A large opening in the middle allowed building materials to be hoisted aloft by a powerful, specially designed crane, driven by oxen circling on the cathedral floor scores of feet below. To support the exterior tiled dome, the inner dome was made of some four million bricks, arranged in a herringbone pattern to lock them into place. Brunelleschi's scaffolding system proved so safe that during the sixteen years of the dome's construction there was only one fatal accident.

The architect's large wooden model for the dome can still be seen at the superb new Museo dell'Opera del Duomo - along with original brick forms, tools, ropes and scaffolding - which occupies a site on Piazza del Duomo that was once the architect's construction yard and location of the ovens where the bricks were fired.

In 1436, the dome completed, the Cathedral was consecrated by Pope Eugene IV on 25 March, Feast of the Annunciation and beginning of the year in the old Florentine calendar. Brunelleschi also designed the marble lantern, as tall as a five-storey building, on the summit of the dome, the downward thrust of its weight ensuring the long-term stability of the entire structure. The lantern was only completed after the architect's death, and the finishing touch, the great gilded brass sphere and cross, twenty years later.
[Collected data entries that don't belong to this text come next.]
use tracing::{debug, info, trace, warn};

use crate::error::{CacheError, CacheResult};
use crate::numeric;
use crate::stats::CacheStats;
use layout::{
    align_alloc, cell_offset, CHUNK_META_SIZE, DEFAULT_CACHE_SIZE, FLAG_SERIALIZED, KEYS_SLOTS,
    LONG_SIZE, MAX_CHUNK_SIZE, MAX_ITEMS, MIN_VALUE_ALLOC_SIZE, VERSION,
};
use lock::LockSet;
use region::ShmRegion;

/// Where the region files live when the caller does not override it.
pub(crate) fn default_dir() -> PathBuf {
    if cfg!(target_os = "linux") {
        PathBuf::from("/dev/shm")
    } else {
        std::env::temp_dir().join("ringcache")
    }
}

/// Which of the set-family semantics a store call carries.
#[derive(Clone, Copy, PartialEq, Eq)]
enum StoreMode {
    Set,
    Add,
    Replace,
}

/// The engine handle. One per attached process (or more — handles to the
/// same region coordinate purely through the lock set).
///
/// Offsets are never cached across operations: another process may split
/// or merge chunks between calls, so every operation starts from the
/// index. Only the static geometry (value area bounds) is kept here.
pub struct ShmCache {
    region: ShmRegion,
    locks: LockSet,
    value_start: usize,
    value_end: usize,
}

unsafe impl Send for ShmCache {}
unsafe impl Sync for ShmCache {}
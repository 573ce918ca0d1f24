//! Error types for cache operations.

use thiserror::Error;

use crate::shm::layout::{MAX_CHUNK_SIZE, MIN_REGION_SIZE};

/// Errors that can occur while opening or operating on the shared cache.
#[derive(Error, Debug)]
pub enum CacheError {
    /// The requested region size is non-zero but below the floor.
    #[error("invalid cache size {size} bytes (must be 0 or at least {MIN_REGION_SIZE})")]
    InvalidSize {
        /// Requested size in bytes.
        size: usize,
    },

    /// The key is empty or contains a NUL byte (the stored key field is
    /// null-padded, so NUL cannot appear inside a key).
    #[error("invalid key: {reason}")]
    InvalidKey {
        /// What made the key unusable.
        reason: &'static str,
    },

    /// The value exceeds the largest storable payload.
    #[error("value too large ({size} bytes, max {MAX_CHUNK_SIZE})")]
    ValueTooLarge {
        /// Value size in bytes.
        size: usize,
    },

    /// `increment`/`decrement` on an existing value that does not parse as
    /// an ASCII decimal integer.
    #[error("existing value is not numeric")]
    NotNumeric,

    /// The value area cannot supply the requested capacity even after a
    /// full eviction sweep.
    #[error("value area exhausted")]
    OutOfMemory,

    /// Every index cell is occupied.
    #[error("hash index is full")]
    IndexFull,

    /// A region access fell outside the mapped range.
    #[error("offset {offset} (+{len}) out of region bounds")]
    OutOfBounds {
        /// Start offset of the access.
        offset: usize,
        /// Length of the access.
        len: usize,
    },

    /// The OS failed to grant or release a lock.
    #[error("lock operation failed")]
    Lock(#[source] std::io::Error),

    /// Creating, mapping, or removing the backing files failed.
    #[error("region I/O failed")]
    Io(#[from] std::io::Error),

    /// The facade's region has been destroyed; construct a new facade.
    #[error("cache has been destroyed")]
    UseAfterDestroy,

    /// A structural walk found the region violating its invariants.
    #[error("region corrupted: {0}")]
    Corrupted(&'static str),
}

/// Result type for cache operations.
pub type CacheResult<T> = Result<T, CacheError>;
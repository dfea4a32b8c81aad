//! # Store crate: client-side state for the PetPerfect web client
//!
//! Everything the pages read and mutate lives here, free of any UI or HTTP
//! dependency so it can be unit-tested natively.
//!
//! | Module | Purpose |
//! |--------|---------|
//! | [`models`] | Wire/domain types: users, pets, breeds, professionals, appointments. |
//! | [`slice`] | The generic `{data, loading, error, success}` resource slice. |
//! | [`session`] | Authentication slice and its persistence in a [`KeyValueStore`]. |
//! | [`state`] | [`AppState`], the aggregate of every slice. |
//! | [`wizard`] | The four-step appointment wizard state machine. |
//! | [`navigation`] | Role route table, navigation guard and sidebar menu. |
//! | [`validation`] | Client-side form validation (registration, login, pets, staff). |
//! | [`config`] | [`ClientConfig`] loaded from TOML or the environment. |

pub mod config;
pub mod models;
pub mod navigation;
pub mod session;
pub mod slice;
pub mod state;
pub mod validation;
pub mod wizard;

mod memory;
pub use memory::MemoryStore;

#[cfg(not(target_arch = "wasm32"))]
mod file_store;
#[cfg(not(target_arch = "wasm32"))]
pub use file_store::FileStore;

#[cfg(all(target_arch = "wasm32", feature = "web"))]
mod local_storage;
#[cfg(all(target_arch = "wasm32", feature = "web"))]
pub use local_storage::LocalStorage;

pub use config::ClientConfig;
pub use models::{
    AccountSnapshot, Appointment, AppointmentStatus, Breed, Pet, Practitioner, Professional,
    ProfessionalKind, Role, ServiceType, User,
};
pub use navigation::{decide, Decision, Viewer};
pub use session::{AuthSlice, KeyValueStore, Session, StorageError};
pub use slice::Slice;
pub use state::AppState;
pub use wizard::AppointmentWizard;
It seems that Brunelleschi began to elaborate his system of mathematical perspective while undertaking surveys of ancient monuments in Rome and seeking accurate methods of recording their heights and widths, skills that he later applied in building the Duomo's cupola. The surveying methods he developed were then applied to making perspective drawings and paintings according to a mathematically calculated system.

By the 14th century, 'perspective' was already being classified by scholars as 'practical geometry', of the kind described in the ninth-century Islamic treatise by Al Farabi (available in Latin) as a method of measuring 'the height of trees and walls, the broadness of rivers, the depth of valleys, the height of mountains'. But the challenge to Brunelleschi was to translate these techniques of measurement and other geometrical formulas into a representational system capable of creating a seemingly three-dimensional image on a flat or low-relief surface.
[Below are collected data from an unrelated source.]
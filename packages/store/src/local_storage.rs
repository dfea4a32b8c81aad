//! # Browser `localStorage` store
//!
//! [`LocalStorage`] is the [`KeyValueStore`] used on the **web platform**. It
//! writes straight through to `window.localStorage`, so the session survives
//! reloads and new tabs of the same origin.
//!
//! ## Error handling
//!
//! Reads swallow errors and return `None`: a browser with storage disabled
//! (private mode, quota exhausted) degrades to "no cached session", which is
//! the same as a first visit. Writes report [`StorageError`] so the caller can
//! log it.

use web_sys::Storage;

use crate::session::{KeyValueStore, StorageError};

/// `window.localStorage`-backed KeyValueStore for the web platform.
///
/// Zero-size and `Clone`; the `Storage` handle is looked up on every call
/// because `web_sys::Storage` is not `Send` and the browser caches it anyway.
#[derive(Clone, Copy, Debug, Default)]
pub struct LocalStorage;

impl LocalStorage {
    pub fn new() -> Self {
        Self
    }

    fn storage() -> Result<Storage, StorageError> {
        web_sys::window()
            .ok_or(StorageError::Unavailable)?
            .local_storage()
            .map_err(|e| StorageError::Backend(format!("{e:?}")))?
            .ok_or(StorageError::Unavailable)
    }
}

impl KeyValueStore for LocalStorage {
    fn get(&self, key: &str) -> Option<String> {
        Self::storage().ok()?.get_item(key).ok().flatten()
    }

    fn set(&self, key: &str, value: &str) -> Result<(), StorageError> {
        Self::storage()?
            .set_item(key, value)
            .map_err(|e| StorageError::Backend(format!("{e:?}")))
    }

    fn remove(&self, key: &str) -> Result<(), StorageError> {
        Self::storage()?
            .remove_item(key)
            .map_err(|e| StorageError::Backend(format!("{e:?}")))
    }
}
A simple aid for reducing a 3-D object to a flat-surface image was a mirror, whose use by artists was attested by ancient sources. One of Brunelleschi's demonstrations of his use of perspective in painting employed an easel-like device placed some distance from the Baptistery, on which his painting of the building, facing away from the viewer, was reflected back by a mirror.

The distance between the mirror and the painting was measured out in proportion to the distance between the observer and the Baptistery, so that when the observer peered at the Baptistery through a small aperture and then slid the mirror in front of the building, the reflected image appeared to be exactly the same size as the actual building.

The successful perspective rendering of the classical architectural setting of Masaccio's Trinity fresco of 1426-27 in the Santa Maria Novella church in Florence, in the creation of which Brunelleschi collaborated, established it as a landmark in the history of painting. Indeed, Brunelleschi's invention of mathematical perspective had enormous implications not only for drawing, painting and architectural design, but also illusionistic theatrical scenes, terrestrial and celestial mapmaking and more warlike pursuits such as making surveys from a distance of enemy fortifications and calculating ranges for artillery.